## Your assignment
Pick each line containing the word "format" out of the data below.
··· Supplied data ···
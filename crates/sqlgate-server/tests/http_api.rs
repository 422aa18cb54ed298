// crates/sqlgate-server/tests/http_api.rs
// ============================================================================
// Module: HTTP API Tests
// Description: Drive the gateway router in-process with tower oneshot.
// Purpose: Validate routes, status codes, envelopes, and audit redaction.
// ============================================================================

//! ## Overview
//! Each test builds a [`GatewayServer`] over a temporary storage root and
//! sends requests through [`tower::ServiceExt::oneshot`]:
//! - identifier issuance and lazy store creation
//! - execute envelopes for reads, writes, and each failure class
//! - body limit, documentation page, and fallback redirect
//! - audit events free of identifiers and SQL text

#![allow(
    clippy::panic,
    clippy::print_stdout,
    clippy::print_stderr,
    clippy::unwrap_used,
    clippy::expect_used,
    clippy::use_debug,
    clippy::dbg_macro,
    clippy::panic_in_result_fn,
    clippy::unwrap_in_result,
    reason = "Test-only assertions and helpers are permitted."
)]

// ============================================================================
// SECTION: Imports
// ============================================================================

use std::fs;
use std::sync::Arc;

use axum::Router;
use axum::body::Body;
use axum::body::to_bytes;
use axum::http::Request;
use axum::http::StatusCode;
use axum::http::header::CONTENT_TYPE;
use axum::http::header::LOCATION;
use serde_json::Value;
use serde_json::json;
use sqlgate_config::GatewayConfig;
use sqlgate_server::GatewayServer;
use sqlgate_server::MemoryAuditSink;
use tempfile::TempDir;
use tower::ServiceExt;

// ============================================================================
// SECTION: Fixtures
// ============================================================================

struct Harness {
    dir: TempDir,
    router: Router,
    audit: MemoryAuditSink,
}

fn harness_with(configure: impl FnOnce(&mut GatewayConfig)) -> Harness {
    let dir = TempDir::new().unwrap();
    let mut config = GatewayConfig::default();
    config.storage.root = dir.path().to_path_buf();
    configure(&mut config);
    let audit = MemoryAuditSink::default();
    let server = GatewayServer::with_audit(config, Arc::new(audit.clone())).unwrap();
    Harness {
        dir,
        router: server.router(),
        audit,
    }
}

fn harness() -> Harness {
    harness_with(|_| {})
}

impl Harness {
    async fn send(&self, request: Request<Body>) -> (StatusCode, Vec<u8>) {
        let response = self.router.clone().oneshot(request).await.unwrap();
        let status = response.status();
        let bytes = to_bytes(response.into_body(), usize::MAX).await.unwrap();
        (status, bytes.to_vec())
    }

    async fn post_raw(&self, uri: &str, body: impl Into<Body>) -> (StatusCode, Value) {
        let request = Request::builder()
            .method("POST")
            .uri(uri)
            .header(CONTENT_TYPE, "application/json")
            .body(body.into())
            .unwrap();
        let (status, bytes) = self.send(request).await;
        (status, serde_json::from_slice(&bytes).unwrap())
    }

    async fn execute(&self, id: &str, sql: &str) -> (StatusCode, Value) {
        self.post_raw("/api", json!({"id": id, "sql": sql}).to_string()).await
    }

    async fn issue(&self) -> String {
        let (status, body) = self.post_raw("/new", Body::empty()).await;
        assert_eq!(status, StatusCode::OK);
        body["id"].as_str().unwrap().to_string()
    }

    fn files(&self) -> Vec<String> {
        fs::read_dir(self.dir.path())
            .unwrap()
            .map(|entry| entry.unwrap().file_name().to_string_lossy().into_owned())
            .collect()
    }
}

// ============================================================================
// SECTION: Identifier Issuance
// ============================================================================

#[tokio::test]
async fn new_issues_hex_identifier_without_creating_store() {
    let harness = harness();
    let (status, body) = harness.post_raw("/new", Body::empty()).await;
    assert_eq!(status, StatusCode::OK);
    assert_eq!(body["success"], json!(true));
    assert_eq!(body["message"], json!("Store reserved. Use this ID for all requests."));
    let id = body["id"].as_str().unwrap();
    assert_eq!(id.len(), 16);
    assert!(id.bytes().all(|byte| byte.is_ascii_hexdigit()));
    assert!(harness.files().is_empty());
}

#[tokio::test]
async fn successive_issues_are_distinct() {
    let harness = harness();
    let first = harness.issue().await;
    let second = harness.issue().await;
    assert_ne!(first, second);
}

// ============================================================================
// SECTION: Execute
// ============================================================================

#[tokio::test]
async fn create_insert_select_flow() {
    let harness = harness();
    let id = harness.issue().await;

    let (status, body) =
        harness.execute(&id, "CREATE TABLE users (name TEXT, weight INTEGER)").await;
    assert_eq!(status, StatusCode::OK);
    assert_eq!(body["success"], json!(true));

    let (_, body) = harness.execute(&id, "SELECT * FROM users").await;
    assert_eq!(body, json!({"success": true, "data": []}));

    let (_, body) =
        harness.execute(&id, "INSERT INTO users (name, weight) VALUES ('John', 10)").await;
    assert_eq!(body, json!({"success": true, "data": {"changes": 1, "lastInsertRowid": 1}}));

    let (_, body) = harness.execute(&id, "SELECT * FROM users").await;
    assert_eq!(body, json!({"success": true, "data": [{"name": "John", "weight": 10}]}));

    assert_eq!(harness.files(), vec![format!("{id}.db")]);
}

#[tokio::test]
async fn tenants_cannot_see_each_other() {
    let harness = harness();
    let first = harness.issue().await;
    let second = harness.issue().await;
    harness.execute(&first, "CREATE TABLE notes (body TEXT)").await;
    let (status, body) = harness.execute(&second, "SELECT * FROM notes").await;
    assert_eq!(status, StatusCode::BAD_REQUEST);
    assert!(body["error"].as_str().unwrap().contains("no such table"));
}

#[tokio::test]
async fn missing_fields_are_bad_request() {
    let harness = harness();
    let expected = json!({"success": false, "error": "Missing \"id\" or \"sql\" fields."});
    for body in [
        json!({"sql": "SELECT 1"}),
        json!({"id": "abcd"}),
        json!({"id": "", "sql": "SELECT 1"}),
        json!({"id": 42, "sql": "SELECT 1"}),
        json!([]),
    ] {
        let (status, response) = harness.post_raw("/api", body.to_string()).await;
        assert_eq!(status, StatusCode::BAD_REQUEST);
        assert_eq!(response, expected);
    }
    let (status, response) = harness.post_raw("/api", "not json").await;
    assert_eq!(status, StatusCode::BAD_REQUEST);
    assert_eq!(response, expected);
    assert!(harness.files().is_empty());
}

#[tokio::test]
async fn invalid_identifier_is_forbidden_and_touches_nothing() {
    let harness = harness();
    for id in ["../../etc/passwd", "abc.db", "ab/cd", "zz"] {
        let (status, body) = harness.execute(id, "SELECT 1").await;
        assert_eq!(status, StatusCode::FORBIDDEN);
        assert_eq!(body, json!({"success": false, "error": "Invalid ID format. Hex only."}));
    }
    assert!(harness.files().is_empty());
}

#[tokio::test]
async fn statement_error_forwards_diagnostic_and_recovers() {
    let harness = harness();
    let id = harness.issue().await;
    harness.execute(&id, "CREATE TABLE users (name TEXT)").await;

    let (status, body) = harness.execute(&id, "SELEC * FROM users").await;
    assert_eq!(status, StatusCode::BAD_REQUEST);
    assert_eq!(body["success"], json!(false));
    assert!(body["error"].as_str().unwrap().contains("syntax error"));

    let (status, body) = harness.execute(&id, "SELECT * FROM users").await;
    assert_eq!(status, StatusCode::OK);
    assert_eq!(body, json!({"success": true, "data": []}));
}

#[tokio::test]
async fn unavailable_store_hides_detail() {
    let harness = harness();
    fs::create_dir(harness.dir.path().join("cafe.db")).unwrap();
    let (status, body) = harness.execute("cafe", "SELECT 1").await;
    assert_eq!(status, StatusCode::SERVICE_UNAVAILABLE);
    assert_eq!(body, json!({"success": false, "error": "Store unavailable."}));
}

#[tokio::test]
async fn oversized_body_is_rejected() {
    let harness = harness_with(|config| config.server.max_body_bytes = 64);
    let sql = format!("SELECT '{}'", "x".repeat(128));
    let (status, body) = harness.execute("abcd", &sql).await;
    assert_eq!(status, StatusCode::PAYLOAD_TOO_LARGE);
    assert_eq!(body, json!({"success": false, "error": "Request body too large."}));
    assert!(harness.files().is_empty());
}

#[tokio::test]
async fn concurrent_requests_for_distinct_tenants() {
    let harness = Arc::new(harness());
    let mut tasks = Vec::new();
    for index in 0..8_u32 {
        let harness = Arc::clone(&harness);
        tasks.push(tokio::spawn(async move {
            let id = format!("{index:08x}");
            harness.execute(&id, "CREATE TABLE t (v INTEGER)").await;
            harness.execute(&id, &format!("INSERT INTO t VALUES ({index})")).await;
            harness.execute(&id, "SELECT v FROM t").await
        }));
    }
    for (index, task) in tasks.into_iter().enumerate() {
        let (status, body) = task.await.unwrap();
        assert_eq!(status, StatusCode::OK);
        assert_eq!(body, json!({"success": true, "data": [{"v": index}]}));
    }
}

// ============================================================================
// SECTION: Documentation and Fallback
// ============================================================================

#[tokio::test]
async fn docs_page_is_served_at_root_and_docs() {
    let harness = harness();
    for uri in ["/", "/docs"] {
        let request = Request::builder().uri(uri).body(Body::empty()).unwrap();
        let response = harness.router.clone().oneshot(request).await.unwrap();
        assert_eq!(response.status(), StatusCode::OK);
        let content_type = response.headers().get(CONTENT_TYPE).unwrap().to_str().unwrap();
        assert!(content_type.starts_with("text/html"));
    }
}

#[tokio::test]
async fn unknown_routes_redirect_to_fallback() {
    let harness = harness_with(|config| config.server.fallback_redirect = "/docs".to_string());
    for (method, uri) in [("GET", "/missing"), ("GET", "/api"), ("DELETE", "/new"), ("POST", "/")]
    {
        let request = Request::builder().method(method).uri(uri).body(Body::empty()).unwrap();
        let response = harness.router.clone().oneshot(request).await.unwrap();
        assert_eq!(response.status(), StatusCode::SEE_OTHER, "{method} {uri}");
        assert_eq!(response.headers().get(LOCATION).unwrap(), "/docs");
    }
}

#[tokio::test]
async fn docs_page_describes_fallback_redirect() {
    let harness = harness();
    let request = Request::builder().uri("/docs").body(Body::empty()).unwrap();
    let (status, bytes) = harness.send(request).await;
    assert_eq!(status, StatusCode::OK);
    let page = String::from_utf8(bytes).unwrap();
    assert!(page.contains("server.fallback_redirect"));
    assert!(page.contains("303 See Other"));
}

#[tokio::test]
async fn external_fallback_redirect_is_honored() {
    let target = "https://docs.example.com/sqlgate";
    let harness = harness_with(|config| config.server.fallback_redirect = target.to_string());
    let request = Request::builder().uri("/elsewhere").body(Body::empty()).unwrap();
    let response = harness.router.clone().oneshot(request).await.unwrap();
    assert_eq!(response.status(), StatusCode::SEE_OTHER);
    assert_eq!(response.headers().get(LOCATION).unwrap(), target);
}

// ============================================================================
// SECTION: Audit
// ============================================================================

#[tokio::test]
async fn audit_events_never_contain_identifiers_or_sql() {
    let harness = harness();
    let id = harness.issue().await;
    harness.execute(&id, "CREATE TABLE secret_table (v TEXT)").await;
    harness.execute(&id, "SELEC broken_marker").await;

    let lines = harness.audit.lines();
    assert!(lines.iter().any(|line| line.contains("storage_ready")));
    let requests: Vec<Value> = lines
        .iter()
        .map(|line| serde_json::from_str::<Value>(line).unwrap())
        .filter(|event| event["event"] == json!("gateway_request"))
        .collect();
    assert_eq!(requests.len(), 3);
    assert_eq!(requests[2]["error_kind"], json!("statement_error"));
    assert_eq!(requests[2]["status"], json!(400));
    for line in &lines {
        assert!(!line.contains(&id));
        assert!(!line.contains("secret_table"));
        assert!(!line.contains("broken_marker"));
    }
}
···
## Result
    assert_eq!(harness.files(), vec![format!("{id}.db")]);
        assert_eq!(body, json!({"success": false, "error": "Invalid ID format. Hex only."}));
    let sql = format!("SELECT '{}'", "x".repeat(128));
            let id = format!("{index:08x}");
            harness.execute(&id, &format!("INSERT INTO t VALUES ({index})")).await;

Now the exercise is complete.